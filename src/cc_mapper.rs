//! MIDI CC to gain mapping

use crate::midi::MidiMessage;

/// Controller number that drives the gain (MIDI "channel volume")
pub const GAIN_CC: u8 = 7;

/// Largest 7-bit controller value
const CC_MAX: f32 = 127.0;

/// A control change as seen by the mapper
#[derive(Debug, Clone, Copy, PartialEq, Eq)]
pub struct CcMessage {
    /// MIDI channel (0-15)
    pub channel: u8,
    /// Controller number (0-127)
    pub controller: u8,
    /// Controller value (0-127)
    pub value: u8,
}

impl CcMessage {
    pub fn new(controller: u8, value: u8) -> Self {
        Self { channel: 0, controller, value }
    }

    /// Extract a control change from a parsed MIDI message
    pub fn from_message(message: &MidiMessage) -> Option<Self> {
        match *message {
            MidiMessage::ControlChange { channel, cc, value } => Some(Self {
                channel,
                controller: cc,
                value,
            }),
            _ => None,
        }
    }
}

/// Map a control change to a normalized gain.
///
/// Only [`GAIN_CC`] produces a value: `value / 127`, so 0 maps to 0.0 and
/// 127 to 1.0. Every other controller is ignored.
pub fn map_to_gain(message: CcMessage) -> Option<f32> {
    if message.controller != GAIN_CC {
        return None;
    }
    Some(f32::from(message.value.min(127)) / CC_MAX)
}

==*==

Work required — Write down the full listing again, exactly.

Exercise answer —
filename src/cc_mapper.rs
//! MIDI CC to gain mapping

use crate::midi::MidiMessage;

/// Controller number that drives the gain (MIDI "channel volume")
pub const GAIN_CC: u8 = 7;

/// Largest 7-bit controller value
const CC_MAX: f32 = 127.0;

/// A control change as seen by the mapper
#[derive(Debug, Clone, Copy, PartialEq, Eq)]
pub struct CcMessage {
    /// MIDI channel (0-15)
    pub channel: u8,
    /// Controller number (0-127)
    pub controller: u8,
    /// Controller value (0-127)
    pub value: u8,
}

impl CcMessage {
    pub fn new(controller: u8, value: u8) -> Self {
        Self { channel: 0, controller, value }
    }

    /// Extract a control change from a parsed MIDI message
    pub fn from_message(message: &MidiMessage) -> Option<Self> {
        match *message {
            MidiMessage::ControlChange { channel, cc, value } => Some(Self {
                channel,
                controller: cc,
                value,
            }),
            _ => None,
        }
    }
}

/// Map a control change to a normalized gain.
///
/// Only [`GAIN_CC`] produces a value: `value / 127`, so 0 maps to 0.0 and
/// 127 to 1.0. Every other controller is ignored.
pub fn map_to_gain(message: CcMessage) -> Option<f32> {
    if message.controller != GAIN_CC {
        return None;
    }
    Some(f32::from(message.value.min(127)) / CC_MAX)
}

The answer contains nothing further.